• **TASK REQUIREMENTS**: In the listing that follows, the lines starting at the one containing "pub fn cost_per_shot(&self)" and ending at the one containing "pub status_text: &'static" are to be returned exactly, both boundary lines included, and no others.
──────── RECORDS PROVIDED ────────
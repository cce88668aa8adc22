use std::fs;
use std::path::Path;
use std::process::{Command, Output};

fn bin() -> &'static str {
    env!("CARGO_BIN_EXE_lootledger")
}

fn fixture() -> &'static str {
    concat!(env!("CARGO_MANIFEST_DIR"), "/tests/fixtures/chat_sample.log")
}

fn run(data_dir: &Path, args: &[&str]) -> Output {
    Command::new(bin())
        .args(args)
        .env("LOOTLEDGER_DATA_DIR", data_dir)
        .env("LOOTLEDGER_LOG", "warn")
        .env_remove("LOOTLEDGER_PLAYER")
        .output()
        .expect("lootledger should run")
}

fn saved_session(data_dir: &Path) -> String {
    let sessions = data_dir.join("sessions");
    let entry = fs::read_dir(&sessions)
        .expect("sessions dir")
        .next()
        .expect("one saved session")
        .expect("dir entry");
    entry.path().display().to_string()
}

#[test]
fn unknown_command_prints_usage() {
    let dir = tempfile::tempdir().expect("tempdir");
    let output = run(dir.path(), &["simulate"]);
    assert_eq!(output.status.code(), Some(2));
    assert!(String::from_utf8_lossy(&output.stderr).contains("usage: lootledger"));
}

#[test]
fn replay_prints_stats_json() {
    let dir = tempfile::tempdir().expect("tempdir");
    let output = run(dir.path(), &["replay", fixture()]);
    assert_eq!(output.status.code(), Some(0));

    let payload: serde_json::Value =
        serde_json::from_slice(&output.stdout).expect("replay should emit json");
    assert_eq!(payload["combat"]["shots"], 4);
    assert_eq!(payload["combat"]["kills"], 2);
    assert_eq!(payload["event_count"], 14);
    assert_eq!(payload["duration"], 14.0);
    assert!(!dir.path().join("sessions").exists());
}

#[test]
fn replay_requires_a_path() {
    let dir = tempfile::tempdir().expect("tempdir");
    let output = run(dir.path(), &["replay"]);
    assert_eq!(output.status.code(), Some(2));
}

#[test]
fn replay_with_unknown_loadout_fails() {
    let dir = tempfile::tempdir().expect("tempdir");
    fs::write(dir.path().join("loadouts.yaml"), "- id: other\n  name: Other\n").expect("write");
    let output = run(dir.path(), &["replay", fixture(), "--loadout", "rifle"]);
    assert_eq!(output.status.code(), Some(1));
    assert!(String::from_utf8_lossy(&output.stderr).contains("loadout 'rifle'"));
}

#[test]
fn saved_replay_feeds_stats_export_and_history() {
    let dir = tempfile::tempdir().expect("tempdir");
    fs::write(
        dir.path().join("loadouts.yaml"),
        "loadouts:\n  - id: rifle\n    name: Rifle\n    weapon:\n      name: Opalo\n      economy:\n        decay_ped_per_shot: 0.01\n        ammo_burn_units: 100\n",
    )
    .expect("write");

    let replay = run(dir.path(), &["replay", fixture(), "--loadout", "rifle", "--save"]);
    assert_eq!(replay.status.code(), Some(0));
    let session_path = saved_session(dir.path());

    let stats = run(dir.path(), &["stats", &session_path]);
    assert_eq!(stats.status.code(), Some(0));
    let payload: serde_json::Value = serde_json::from_slice(&stats.stdout).expect("json");
    let spend = payload["economy"]["total_spend"].as_f64().expect("number");
    assert!((spend - 0.08).abs() < 1e-9);
    assert_eq!(payload["loadout_breakdown"][0]["loadout_id"], "rifle");

    let export = run(dir.path(), &["export", &session_path, "loot"]);
    assert_eq!(export.status.code(), Some(0));
    let csv = String::from_utf8_lossy(&export.stdout);
    assert!(csv.starts_with("item,count,quantity,total_value"));
    assert!(csv.contains("Shrapnel,1,2500,0.25"));

    let loadouts = run(dir.path(), &["export", &session_path, "loadouts"]);
    assert_eq!(loadouts.status.code(), Some(0));
    assert!(String::from_utf8_lossy(&loadouts.stdout).contains("rifle,Rifle,4,"));

    let history = run(dir.path(), &["history", "--workers", "2"]);
    assert_eq!(history.status.code(), Some(0));
    let summary: serde_json::Value = serde_json::from_slice(&history.stdout).expect("json");
    assert_eq!(summary["sessions"], 1);
    assert_eq!(summary["shots"], 4);
}

#[test]
fn export_rejects_unknown_kind() {
    let dir = tempfile::tempdir().expect("tempdir");
    let output = run(dir.path(), &["export", "whatever.json", "skills"]);
    assert_eq!(output.status.code(), Some(2));
}

#[test]
fn stats_on_missing_file_fails() {
    let dir = tempfile::tempdir().expect("tempdir");
    let missing = dir.path().join("missing.json");
    let output = run(dir.path(), &["stats", missing.to_str().expect("utf8 path")]);
    assert_eq!(output.status.code(), Some(1));
    assert!(String::from_utf8_lossy(&output.stderr).contains("stats failed"));
}

#[test]
fn markup_file_in_data_dir_is_applied() {
    let dir = tempfile::tempdir().expect("tempdir");
    fs::write(
        dir.path().join("markup.json"),
        r#"{"default_percent":100.0,"items":{"Animal Hide":{"markup_percent":200.0}}}"#,
    )
    .expect("write");
    let output = run(dir.path(), &["replay", fixture()]);
    assert_eq!(output.status.code(), Some(0));
    let payload: serde_json::Value = serde_json::from_slice(&output.stdout).expect("json");
    let with_markup = payload["economy"]["loot_value_with_markup"]
        .as_f64()
        .expect("number");
    assert!((with_markup - 0.85).abs() < 1e-9);
}
//! Equipment loadouts and their per-shot economy.
//!
//! Loadouts are edited outside the ledger; a session only reads one at the
//! moment an event is attributed to it and freezes the result in a
//! [`LoadoutSnapshot`](crate::session::LoadoutSnapshot).

pub mod cost;
pub mod library;
pub mod validate;

use serde::{Deserialize, Serialize};

pub use cost::{
    armor_decay_per_hit, attachment_cost, damage_per_pec, effective_cost_per_shot,
    loadout_armor_decay_per_hit, single_plate_decay_per_hit, total_per_shot, weapon_cost,
    weapon_enhancer_cost, AMMO_PED_PER_UNIT, DEFAULT_PLATE_DURABILITY,
    ENHANCER_PED_PER_SLOT, MAX_ENHANCER_SLOTS,
};
pub use library::{find_loadout, load_loadouts, parse_loadouts, DEFAULT_LOADOUTS_PATH};
pub use validate::{
    validate_loadout, validate_loadouts, ValidationDiagnostic, ValidationReport, ValidationSeverity,
};

#[derive(Debug, Clone, Copy, Default, PartialEq, Serialize, Deserialize)]
pub struct EquipmentEconomy {
    /// PED of decay per shot fired.
    #[serde(default)]
    pub decay_ped_per_shot: f64,
    /// Ammo units burned per shot (1 unit = 0.0001 PED).
    #[serde(default)]
    pub ammo_burn_units: f64,
}

#[derive(Debug, Clone, Copy, PartialEq, Serialize, Deserialize)]
pub struct DamageRange {
    pub min: f64,
    pub max: f64,
}

impl DamageRange {
    pub fn average(&self) -> f64 {
        (self.min + self.max) / 2.0
    }
}

#[derive(Debug, Clone, PartialEq, Serialize, Deserialize)]
pub struct Equipment {
    pub name: String,
    #[serde(default)]
    pub economy: EquipmentEconomy,
    #[serde(default, skip_serializing_if = "Option::is_none")]
    pub damage: Option<DamageRange>,
}

#[derive(Debug, Clone, Copy, PartialEq, Serialize, Deserialize)]
pub struct ArmorSet {
    pub max_tt: f64,
    /// Hits the set absorbs from full TT to zero.
    pub durability: f64,
}

#[derive(Debug, Clone, Copy, PartialEq, Serialize, Deserialize)]
pub struct ArmorPlate {
    pub max_tt: f64,
    /// Hits the plate absorbs; [`DEFAULT_PLATE_DURABILITY`] when absent.
    #[serde(default, skip_serializing_if = "Option::is_none")]
    pub durability: Option<f64>,
}

/// Manual cost settings that replace or extend the computed economy.
#[derive(Debug, Clone, Copy, Default, PartialEq, Serialize, Deserialize)]
pub struct ManualCost {
    #[serde(default)]
    pub use_manual_cost: bool,
    #[serde(default)]
    pub manual_cost_per_shot: f64,
    /// Replaces the per-slot weapon enhancer surcharge when > 0.
    #[serde(default)]
    pub weapon_enhancer_cost: f64,
    /// Armor enhancer cost attributed to each shot.
    #[serde(default)]
    pub armor_enhancer_cost: f64,
}

#[derive(Debug, Clone, PartialEq, Serialize, Deserialize)]
pub struct Loadout {
    pub id: String,
    pub name: String,
    #[serde(default, skip_serializing_if = "Option::is_none")]
    pub weapon: Option<Equipment>,
    #[serde(default, skip_serializing_if = "Option::is_none")]
    pub amp: Option<Equipment>,
    #[serde(default, skip_serializing_if = "Option::is_none")]
    pub scope: Option<Equipment>,
    #[serde(default, skip_serializing_if = "Option::is_none")]
    pub sight: Option<Equipment>,
    #[serde(default, skip_serializing_if = "Option::is_none")]
    pub armor: Option<ArmorSet>,
    #[serde(default, skip_serializing_if = "Vec::is_empty")]
    pub plates: Vec<ArmorPlate>,
    #[serde(default)]
    pub weapon_enhancers: u8,
    #[serde(default)]
    pub armor_enhancers: u8,
    #[serde(default)]
    pub manual: ManualCost,
}

impl Loadout {
    pub fn new(id: impl Into<String>, name: impl Into<String>) -> Self {
        Self {
            id: id.into(),
            name: name.into(),
            weapon: None,
            amp: None,
            scope: None,
            sight: None,
            armor: None,
            plates: Vec::new(),
            weapon_enhancers: 0,
            armor_enhancers: 0,
            manual: ManualCost::default(),
        }
    }

    pub fn cost_per_shot(&self) -> f64 {
        effective_cost_per_shot(self)
    }

    pub fn armor_decay_per_hit(&self) -> f64 {
        loadout_armor_decay_per_hit(self)
    }
}
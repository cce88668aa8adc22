use crate::server::api::{self, ApiContext, ApiError};

pub struct HttpResponse {
    pub status_code: u16,
    pub status_text: &'static str,
    pub content_type: &'static str,
    pub body: String,
}

impl HttpResponse {
    pub fn to_http_string(&self) -> String {
        format!(
            "HTTP/1.1 {} {}\r\nContent-Type: {}\r\nContent-Length: {}\r\nConnection: close\r\n\r\n{}",
            self.status_code,
            self.status_text,
            self.content_type,
            self.body.len(),
            self.body
        )
    }

    fn json(body: String) -> Self {
        Self {
            status_code: 200,
            status_text: "OK",
            content_type: "application/json",
            body,
        }
    }
}

pub fn route_request(method: &str, path: &str, body: &str, context: &ApiContext) -> HttpResponse {
    let path = path.split('?').next().unwrap_or(path);
    match (method, path) {
        ("GET", "/api/health") => match api::health_payload() {
            Ok(payload) => HttpResponse::json(payload),
            Err(err) => error_response(500, "Internal Server Error", &err.to_string()),
        },
        ("POST", "/api/parse") => match api::parse_payload(body, context) {
            Ok(payload) => HttpResponse::json(payload),
            Err(err) => api_error_response(err),
        },
        ("POST", "/api/stats") => match api::stats_payload(body, context) {
            Ok(payload) => HttpResponse::json(payload),
            Err(err) => api_error_response(err),
        },
        _ => error_response(404, "Not Found", "Route not found"),
    }
}

fn api_error_response(err: ApiError) -> HttpResponse {
    match err {
        ApiError::Parse(err) => {
            error_response(400, "Bad Request", &format!("Invalid request body: {err}"))
        }
        ApiError::Validation(msg) => error_response(400, "Bad Request", &msg),
    }
}

fn error_response(status_code: u16, status_text: &'static str, message: &str) -> HttpResponse {
    HttpResponse {
        status_code,
        status_text,
        content_type: "application/json",
        body: format!(
            "{{\n  \"status\": \"error\",\n  \"message\": {}\n}}",
            serde_json::to_string(message).unwrap_or_else(|_| "\"Unknown error\"".to_string())
        ),
    }
}
//! Hunting session: an append-only event log with frozen loadout costs.
//!
//! Every update returns a new [`Session`]; a caller holding an older value
//! never observes later appends. The application owns the single "current
//! session" slot and must serialise appends (one writer).

pub mod ingest;
pub mod log;
pub mod store;

use std::collections::BTreeMap;

use chrono::Utc;
use serde::{Deserialize, Serialize};
use uuid::Uuid;

use crate::events::ParsedEvent;
use crate::loadout::Loadout;

pub use ingest::{ingest_lines, IngestReport};
pub use log::EventLog;
pub use store::{SessionStore, DEFAULT_SESSIONS_DIR};

/// Cost of a loadout as it was the first time the session used it.
/// Never changes afterwards, whatever happens to the loadout definition.
#[derive(Debug, Clone, PartialEq, Serialize, Deserialize)]
pub struct LoadoutSnapshot {
    pub loadout_id: String,
    pub name: String,
    pub cost_per_shot: f64,
    pub armor_decay_per_hit: f64,
    pub captured_at: i64,
}

impl LoadoutSnapshot {
    pub fn capture(loadout: &Loadout, captured_at: i64) -> Self {
        Self {
            loadout_id: loadout.id.clone(),
            name: loadout.name.clone(),
            cost_per_shot: loadout.cost_per_shot(),
            armor_decay_per_hit: loadout.armor_decay_per_hit(),
            captured_at,
        }
    }
}

pub fn now_millis() -> i64 {
    Utc::now().timestamp_millis()
}

#[derive(Debug, Clone, PartialEq, Serialize, Deserialize)]
pub struct Session {
    pub id: String,
    pub name: String,
    #[serde(default)]
    pub tags: Vec<String>,
    /// All times are ms since the unix epoch; durations are ms.
    pub started_at: i64,
    #[serde(default, skip_serializing_if = "Option::is_none")]
    pub ended_at: Option<i64>,
    #[serde(default, skip_serializing_if = "Option::is_none")]
    pub paused_at: Option<i64>,
    #[serde(default)]
    pub total_paused_time: i64,
    #[serde(default)]
    events: EventLog,
    #[serde(default)]
    loadout_snapshots: BTreeMap<String, LoadoutSnapshot>,
    /// Cost per shot for events without a tagged loadout snapshot.
    #[serde(default)]
    pub manual_cost_per_shot: f64,
    #[serde(default)]
    pub manual_armor_cost: f64,
    #[serde(default)]
    pub manual_fap_cost: f64,
    #[serde(default)]
    pub manual_misc_cost: f64,
}

impl Session {
    pub fn new(name: impl Into<String>) -> Self {
        Self::started_at(name, now_millis())
    }

    pub fn started_at(name: impl Into<String>, started_at: i64) -> Self {
        Self {
            id: Uuid::new_v4().to_string(),
            name: name.into(),
            tags: Vec::new(),
            started_at,
            ended_at: None,
            paused_at: None,
            total_paused_time: 0,
            events: EventLog::new(),
            loadout_snapshots: BTreeMap::new(),
            manual_cost_per_shot: 0.0,
            manual_armor_cost: 0.0,
            manual_fap_cost: 0.0,
            manual_misc_cost: 0.0,
        }
    }

    pub fn events(&self) -> &EventLog {
        &self.events
    }

    pub fn loadout_snapshots(&self) -> &BTreeMap<String, LoadoutSnapshot> {
        &self.loadout_snapshots
    }

    pub fn snapshot(&self, loadout_id: &str) -> Option<&LoadoutSnapshot> {
        self.loadout_snapshots.get(loadout_id)
    }

    pub fn is_ended(&self) -> bool {
        self.ended_at.is_some()
    }

    pub fn is_paused(&self) -> bool {
        self.paused_at.is_some()
    }

    /// Append `event`, tagged with the active loadout's id.
    ///
    /// The first time a loadout id is seen its cost is captured into a
    /// [`LoadoutSnapshot`]; later appends with the same id reuse it even if
    /// the loadout was edited since. Callers must append in non-decreasing
    /// timestamp order.
    pub fn append(&self, event: ParsedEvent, active_loadout: Option<&Loadout>) -> Session {
        let mut next = self.clone();
        next.append_in_place(event, active_loadout);
        next
    }

    /// Same as [`Session::append`] for a session value the caller owns
    /// exclusively, e.g. while replaying a log.
    pub fn append_in_place(&mut self, mut event: ParsedEvent, active_loadout: Option<&Loadout>) {
        event.loadout_id = active_loadout.map(|loadout| loadout.id.clone());
        if let Some(loadout) = active_loadout {
            if !self.loadout_snapshots.contains_key(&loadout.id) {
                self.loadout_snapshots.insert(
                    loadout.id.clone(),
                    LoadoutSnapshot::capture(loadout, event.timestamp),
                );
            }
        }
        self.events.push(event);
    }

    /// Mark the session ended at `now`. Calling again moves the end time.
    pub fn end_session(&self, now: i64) -> Session {
        let mut next = self.resume(now);
        next.ended_at = Some(now);
        next
    }

    pub fn end_session_now(&self) -> Session {
        self.end_session(now_millis())
    }

    /// Start a pause. No-op when already paused or ended.
    pub fn pause(&self, now: i64) -> Session {
        let mut next = self.clone();
        if next.paused_at.is_none() && next.ended_at.is_none() {
            next.paused_at = Some(now);
        }
        next
    }

    /// End the current pause, adding its length to `total_paused_time`.
    pub fn resume(&self, now: i64) -> Session {
        let mut next = self.clone();
        if let Some(paused_at) = next.paused_at.take() {
            next.total_paused_time += (now - paused_at).max(0);
        }
        next
    }

    /// Active hunting time in ms at `now`: wall time minus pauses (including
    /// a pause still in progress), never negative.
    pub fn duration_ms(&self, now: i64) -> i64 {
        let end = self.ended_at.unwrap_or(now);
        let ongoing_pause = self
            .paused_at
            .map(|paused_at| (end - paused_at).max(0))
            .unwrap_or(0);
        (end - self.started_at - self.total_paused_time - ongoing_pause).max(0)
    }
}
────────
• **ANSWER FOR THE TASK**:
    pub fn cost_per_shot(&self) -> f64 {
        effective_cost_per_shot(self)
    }

    pub fn armor_decay_per_hit(&self) -> f64 {
        loadout_armor_decay_per_hit(self)
    }
}
repository cce88668aa8adc22
use crate::server::api::{self, ApiContext, ApiError};

pub struct HttpResponse {
    pub status_code: u16,
    pub status_text: &'static str,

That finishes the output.